The Journal of Dora Damage(45)
‘Where have you been?’
‘At the sluicery.’
‘I can see that. What have you had to drink?’
‘Why? You offering me some more?’
‘No, I am not. But go on, then, tell me what happened, but hush you now, before you wake the squire.’ I took the parcel from him and placed it on the table; it felt like more manuscripts.
‘He was chuffed to pieces, Mrs D, to pieces. You won’t believe what he gave me. This.’ He opened his fist to show a handful of silver and brown coins. ‘Nah, that’s not it. Well it is, or it was. It was a friggin’ coach-wheel, Mrs D!’
‘A crown? He gave you a crown?’
‘Aye he did, and I said to him, I said, am I to give this back to Mr Damage, and he says no, Jack, my boy, it’s for you. It’s your tip, young lad, he called me.’
It was as much as I could do to restrain myself from snatching them out of the sot’s hand; the injustice of it stung my cheeks. Here my child was starving while Jack went out drinking on my employer’s gratuities.
‘And this is for you, he said it was.’ He waved a brown envelope in my face. I grabbed it, and felt inside to find a sovereign. It was more than I had handed over to Skinner.
Jack whistled. ‘A thick ’un an’ all. Crikey. And go on, open the parcel, Mrs D, when you’ve stopped dribblin’ over the balsam.’
I prised open the seal, and found inside several thin manuscripts and a letter from Mr Diprose.
Dear Mrs Damage,
I enclose twelve books which I would not trouble you to persue at any length.
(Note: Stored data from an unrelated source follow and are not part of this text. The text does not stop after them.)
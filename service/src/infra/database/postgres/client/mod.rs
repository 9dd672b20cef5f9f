//! Postgres database clients acquiring their [`Connection`]s lazily.
//!
//! [`Connection`]: super::Connection

pub mod non_tx;
pub mod tx;

use std::future::Future;

use tokio::sync::{RwLock, RwLockReadGuard};
use tracerr::Traced;

use crate::infra::database;

pub use self::{non_tx::NonTx, tx::Tx};

/// Returns the value stored in the provided `slot`, filling it with the
/// `init` result first, if it's empty.
async fn get_or_try_init<T, F, Fut>(
    slot: &RwLock<Option<T>>,
    init: F,
) -> Result<RwLockReadGuard<'_, T>, Traced<database::Error>>
where
    F: FnOnce() -> Fut,
    Fut: Future<Output = Result<T, Traced<database::Error>>>,
{
    let read = slot.read().await;
    let guard = if read.is_some() {
        read
    } else {
        drop(read);

        let mut write = slot.write().await;
        // Another task may have filled the `slot` while we were waiting.
        if write.is_none() {
            *write = Some(init().await.map_err(tracerr::wrap!())?);
        }
        write.downgrade()
    };

    Ok(RwLockReadGuard::map(guard, |v| {
        v.as_ref().expect("cannot be emptied while guard is alive")
    }))
}

/// Implements [`Connection`] for a client by running statements on the
/// [`Connection`] returned from its `connection()` method.
///
/// [`Connection`]: super::Connection
macro_rules! impl_lazy_connection {
    ($ty:ty) => {
        impl Connection for $ty {
            async fn query<T>(
                &self,
                stmt: &T,
                params: &[&(dyn ToSql + Sync)],
            ) -> Result<Vec<Row>, Traced<database::Error>>
            where
                T: ToStatement + ?Sized,
            {
                self.connection()
                    .await
                    .map_err(tracerr::wrap!())?
                    .query(stmt, params)
                    .await
                    .map_err(tracerr::wrap!())
            }

            async fn query_opt<T>(
                &self,
                stmt: &T,
                params: &[&(dyn ToSql + Sync)],
            ) -> Result<Option<Row>, Traced<database::Error>>
            where
                T: ToStatement + ?Sized,
            {
                self.connection()
                    .await
                    .map_err(tracerr::wrap!())?
                    .query_opt(stmt, params)
                    .await
                    .map_err(tracerr::wrap!())
            }

            async fn exec<T>(
                &self,
                stmt: &T,
                params: &[&(dyn ToSql + Sync)],
            ) -> Result<u64, Traced<database::Error>>
            where
                T: ToStatement + ?Sized,
            {
                self.connection()
                    .await
                    .map_err(tracerr::wrap!())?
                    .exec(stmt, params)
                    .await
                    .map_err(tracerr::wrap!())
            }
        }
    };
}
use impl_lazy_connection;
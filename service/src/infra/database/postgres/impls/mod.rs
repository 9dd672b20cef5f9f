//! [`Database`] implementations for [`Postgres`].

#![allow(
    clippy::items_after_statements,
    reason = "`const SQL` after statements"
)]

mod session;
mod user;

use async_trait::async_trait;
use common::operations::{Commit, Transact};
use refinery_core::{
    traits::r#async::{AsyncQuery, AsyncTransaction},
    AsyncMigrate, Migration,
};
use tracerr::Traced;

use crate::infra::{database, postgres, Database};

use super::{connection, NonTx, Postgres, Tx};

impl Postgres {
    /// Takes a fresh [`connection::NonTx`] from the pool, not shared with
    /// this client.
    async fn pooled(
        &self,
    ) -> Result<connection::NonTx, Traced<database::Error>> {
        self.0
            .pool
            .get()
            .await
            .map_err(tracerr::from_and_wrap!(=> postgres::Error))
            .map_err(tracerr::map_from)
    }
}

impl Database<Transact> for Postgres<NonTx> {
    type Ok = Postgres<Tx>;
    type Err = Traced<database::Error>;

    async fn execute(&self, _: Transact) -> Result<Self::Ok, Self::Err> {
        Ok(Postgres(Tx::from_non_tx(self.0.clone())))
    }
}

/// Nested transactions are flattened into the outer one.
impl Database<Transact> for Postgres<Tx> {
    type Ok = Self;
    type Err = Traced<database::Error>;

    async fn execute(&self, _: Transact) -> Result<Self::Ok, Self::Err> {
        Ok(self.clone())
    }
}

impl Database<Commit> for Postgres<Tx> {
    type Ok = ();
    type Err = Traced<database::Error>;

    async fn execute(&self, _: Commit) -> Result<Self::Ok, Self::Err> {
        self.commit().await.map_err(tracerr::wrap!())
    }
}

#[async_trait]
impl AsyncTransaction for Postgres {
    type Error = Traced<database::Error>;

    async fn execute(
        &mut self,
        queries: &[&str],
    ) -> Result<usize, Self::Error> {
        let mut conn = self.pooled().await.map_err(tracerr::wrap!())?;
        AsyncTransaction::execute(&mut **conn, queries)
            .await
            .map_err(tracerr::from_and_wrap!(=> postgres::Error))
            .map_err(tracerr::map_from)
    }
}

#[async_trait]
impl AsyncQuery<Vec<Migration>> for Postgres {
    async fn query(
        &mut self,
        query: &str,
    ) -> Result<Vec<Migration>, <Self as AsyncTransaction>::Error> {
        let mut conn = self.pooled().await.map_err(tracerr::wrap!())?;
        AsyncQuery::query(&mut **conn, query)
            .await
            .map_err(tracerr::from_and_wrap!(=> postgres::Error))
            .map_err(tracerr::map_from)
    }
}

/// Applies the migrations embedded with [`postgres::embed_migrations!`].
impl AsyncMigrate for Postgres {}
Their literary merit is scant; they belong to that subset of facetiae known as galanterie, and they are nothing but the simplest examples of that genre. Despite their gaudiness, I ask you to dress them with understated elegance, as one would make a lady of an opera-dancer. On the back of each must be the crest of Les Sauvages Nobles; underneath, one each of the following noms de plume, in the order in which the manuscripts are stacked herewith:
– Nocturnus
– Labor Bene
– P.cinis It.
– Monachus
– Vesica Quartus
– Beneficium Flumen
– Praemium Vir
– Clementia
– R. Equitavit
– Osmundanus
– Clericus
– Scalp-domus
Yours most sincerely, &c
Charles Diprose
* * *
I chose to ignore Diprose’s suggestion that I should not read the books, for I felt it important to distil the essence of the book on to the binding. But he was correct about their merit: they were sentimental novelettes with little thought of style, characterisation and plot, and I only managed to wade my way through the first three of the twelve.
The first was rather fancy in its descriptions of marital passion, and the protagonists preferred to do the act en plein air, as Diprose no doubt would have said.
The second made me blush even more, for the activity, although occurring inside the house this time, was not inside the marriage, and described with a bit less restraint.
By the time I reached the third, I wished I had taken Diprose’s advice more seriously. I knew not how to clothe these naked bodies in the binding of a book.
Eventually I restored to the language of flowers. In the centre of each front cover, I wove a wreath of ivy leaves, as a symbol of wedded love and fidelity, and these poor souls needed all the help they could get. How appropriate, I thought at the time, that I lived in Ivy-street. And within each wreath of ivy, I placed a different bouquet of flowers according to the requirements of the story.
For the first, fern, for shelter from the elements.
For the second, marigold, for the health and vigour the protagonists clearly required.
For the third, euphorbia, to represent persistence, the key value praised therein.
And may the Lord bless my naïveté, for I made sure that the discerning booklover could delight himself with the discovery that, in each circlet of ivy leaves, every third leaf was in fact a heart.
Chapter Eight
When I was young and in my prime,
I’d done my work by dinner time;
But now I’m old and cannot trot
I’m obliged to work till eight o’clock.
'You are skimping on the household,’ Peter shouted at me from upstairs as yet another parcel arrived at the workshop.
This one seemed innocuous enough at first glance: an Apocrypha, a Litany, a Paradise Lost and a Regain’d, an Areopagitica; two reprints of Michael Drayton’s The Nymphidia and The Muses Elizium; M. Felix Lajard’s Cult, Symbols and Attributes of Venus, published in Paris in 1837 and in need of a re-bind, a minute-book for a Turkish Bath company; several collections of correspondence; two Visitors’ Books, four blank account ledgers; twelve black journals; and various short anthropological, medical and anatomical tracts. Most were to receive the coat-of-arms of Les Sauvages Nobles, especially the blank ones, which would display it on the front cover, not the rear.